Stored items from a collection ▸
------------------------------

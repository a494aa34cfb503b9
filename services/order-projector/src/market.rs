//! Market views over a snapshot
//!
//! Presents the snapshot for one base/quote pair the way an exchange UI
//! shows it: an order book split into bids and asks, a trade tape with
//! up/down ticks, per-account views and a price chart.
//!
//! Prices here are normalized to quote per base, whichever side the order
//! is on. The raw [`Snapshot::price_series`] instead uses
//! `amount_give / amount_get`, which agrees with this view for buy orders
//! only.

use rust_decimal::Decimal;
use serde::{Deserialize, Serialize};
use types::ids::{AccountId, TokenId};
use types::numeric::{Amount, Price, DEFAULT_PRICE_SCALE};
use types::order::{Fill, Order, Side};

use crate::candles::{self, BucketWidth, Candle, PriceSample};
use crate::config::{ConfigError, ProjectorConfig};
use crate::snapshot::Snapshot;

/// Display format for trade times, e.g. `3:04:05 PM 2/17`.
const TIME_FORMAT: &str = "%-I:%M:%S %p %-m/%-d";

/// A base/quote trading pair.
#[derive(Debug, Clone, PartialEq, Eq, Serialize, Deserialize)]
pub struct Market {
    pub base: TokenId,
    pub quote: TokenId,
    /// Decimal places for display prices.
    pub price_scale: u32,
}

/// An order seen from a market.
#[derive(Debug, Clone, PartialEq, Eq, Serialize, Deserialize)]
pub struct MarketOrder {
    pub order: Order,
    pub side: Side,
    pub base_amount: Amount,
    pub quote_amount: Amount,
    /// Quote per base at full precision.
    pub price: Price,
    /// `price` rounded half-up to the market's scale.
    pub display_price: Decimal,
}

/// Open orders split by side, best price first.
#[derive(Debug, Clone, Default, PartialEq, Eq, Serialize, Deserialize)]
pub struct OrderBookView {
    /// Descending price.
    pub bids: Vec<MarketOrder>,
    /// Ascending price.
    pub asks: Vec<MarketOrder>,
}

impl OrderBookView {
    pub fn best_bid(&self) -> Option<&MarketOrder> {
        self.bids.first()
    }

    pub fn best_ask(&self) -> Option<&MarketOrder> {
        self.asks.first()
    }

    /// `best_ask - best_bid`, when both sides exist.
    pub fn spread(&self) -> Option<Decimal> {
        Some(self.best_ask()?.price.as_decimal() - self.best_bid()?.price.as_decimal())
    }
}

/// Direction of a trade price against the previous trade.
#[derive(Debug, Clone, Copy, PartialEq, Eq, Serialize, Deserialize)]
#[serde(rename_all = "lowercase")]
pub enum Tick {
    /// At or above the previous price; also the first trade.
    Up,
    Down,
}

/// A filled order on the market's trade tape.
#[derive(Debug, Clone, PartialEq, Eq, Serialize, Deserialize)]
pub struct MarketTrade {
    pub order: MarketOrder,
    pub fill: Fill,
    pub tick: Tick,
}

impl MarketTrade {
    /// Fill time rendered in UTC for trade tables.
    pub fn formatted_time(&self) -> Option<String> {
        chrono::DateTime::from_timestamp(self.fill.ledger_timestamp, 0)
            .map(|t| t.format(TIME_FORMAT).to_string())
    }
}

/// A trade seen from one participant.
#[derive(Debug, Clone, PartialEq, Eq, Serialize, Deserialize)]
pub struct AccountTrade {
    pub trade: MarketTrade,
    /// The account's side: the creator keeps the order's side, the filler
    /// takes the opposite.
    pub side: Side,
}

/// Latest price and chart data for a market.
#[derive(Debug, Clone, PartialEq, Eq, Serialize, Deserialize)]
pub struct PriceSummary {
    pub last_price: Option<Decimal>,
    pub last_change: Option<Tick>,
    pub candles: Vec<Candle>,
}

impl Market {
    pub fn new(base: TokenId, quote: TokenId) -> Result<Self, ConfigError> {
        if base == quote {
            return Err(ConfigError::SameMarketTokens(base.to_string()));
        }
        Ok(Self {
            base,
            quote,
            price_scale: DEFAULT_PRICE_SCALE,
        })
    }

    /// A market displaying prices at the projector's configured scale.
    pub fn from_config(
        base: TokenId,
        quote: TokenId,
        config: &ProjectorConfig,
    ) -> Result<Self, ConfigError> {
        Ok(Self::new(base, quote)?.with_price_scale(config.price_scale))
    }

    /// A token traded against the chain's native coin.
    pub fn against_native(base: TokenId) -> Result<Self, ConfigError> {
        Self::new(base, TokenId::native())
    }

    pub fn with_price_scale(mut self, scale: u32) -> Self {
        self.price_scale = scale;
        self
    }

    /// Side of `order` in this market, or `None` for other pairs.
    pub fn side_of(&self, order: &Order) -> Option<Side> {
        if order.token_give == self.quote && order.token_get == self.base {
            Some(Side::Buy)
        } else if order.token_give == self.base && order.token_get == self.quote {
            Some(Side::Sell)
        } else {
            None
        }
    }

    /// Decorate an order for this market.
    pub fn decorate(&self, order: &Order) -> Option<MarketOrder> {
        let side = self.side_of(order)?;
        let (base_amount, quote_amount) = match side {
            Side::Buy => (order.amount_get, order.amount_give),
            Side::Sell => (order.amount_give, order.amount_get),
        };
        let price = Price::ratio(quote_amount, base_amount);
        Some(MarketOrder {
            order: order.clone(),
            side,
            base_amount,
            quote_amount,
            price,
            display_price: price.rounded(self.price_scale),
        })
    }

    pub fn order_book(&self, snapshot: &Snapshot) -> OrderBookView {
        let mut book = OrderBookView::default();
        for order in snapshot.open_orders().values() {
            if let Some(decorated) = self.decorate(order) {
                match decorated.side {
                    Side::Buy => book.bids.push(decorated),
                    Side::Sell => book.asks.push(decorated),
                }
            }
        }
        book.bids
            .sort_by(|a, b| b.price.cmp(&a.price).then(a.order.id.cmp(&b.order.id)));
        book.asks
            .sort_by(|a, b| a.price.cmp(&b.price).then(a.order.id.cmp(&b.order.id)));
        book
    }

    /// Filled orders of this market in fill order.
    pub fn trades(&self, snapshot: &Snapshot) -> Vec<MarketTrade> {
        let mut previous: Option<Price> = None;
        snapshot
            .filled_orders()
            .iter()
            .filter_map(|filled| {
                let order = self.decorate(&filled.order)?;
                let tick = match previous {
                    Some(prev) if order.price < prev => Tick::Down,
                    _ => Tick::Up,
                };
                previous = Some(order.price);
                Some(MarketTrade {
                    order,
                    fill: filled.fill.clone(),
                    tick,
                })
            })
            .collect()
    }

    /// Open orders created by `account`, by id.
    pub fn account_open_orders(&self, snapshot: &Snapshot, account: &AccountId) -> Vec<MarketOrder> {
        snapshot
            .open_orders()
            .values()
            .filter(|order| &order.creator == account)
            .filter_map(|order| self.decorate(order))
            .collect()
    }

    /// Trades where `account` created or filled the order, in fill order.
    pub fn account_trades(&self, snapshot: &Snapshot, account: &AccountId) -> Vec<AccountTrade> {
        self.trades(snapshot)
            .into_iter()
            .filter_map(|trade| {
                let side = if &trade.order.order.creator == account {
                    trade.order.side
                } else if &trade.fill.filler == account {
                    trade.order.side.opposite()
                } else {
                    return None;
                };
                Some(AccountTrade { trade, side })
            })
            .collect()
    }

    /// Last trade price, its tick, and candles of normalized prices with
    /// base-amount volume.
    pub fn price_summary(&self, snapshot: &Snapshot, width: BucketWidth) -> PriceSummary {
        let trades = self.trades(snapshot);
        let samples: Vec<PriceSample> = trades
            .iter()
            .map(|t| PriceSample {
                timestamp: t.fill.ledger_timestamp,
                price: t.order.price,
                volume: t.order.base_amount.as_decimal(),
            })
            .collect();

        let last = trades.last();
        PriceSummary {
            last_price: last.map(|t| t.order.display_price),
            last_change: last.map(|t| t.tick),
            candles: candles::aggregate(&samples, width),
        }
    }
}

------------------------------

TASK OBJECTIVE ▸ Look for the string "ConfigError" in the entries above. Copy every line that has it.

RESULT OF THIS TASK ▸
use crate::config::{ConfigError, ProjectorConfig};
    pub fn new(base: TokenId, quote: TokenId) -> Result<Self, ConfigError> {
            return Err(ConfigError::SameMarketTokens(base.to_string()));
    ) -> Result<Self, ConfigError> {
    pub fn against_native(base: TokenId) -> Result<Self, ConfigError> {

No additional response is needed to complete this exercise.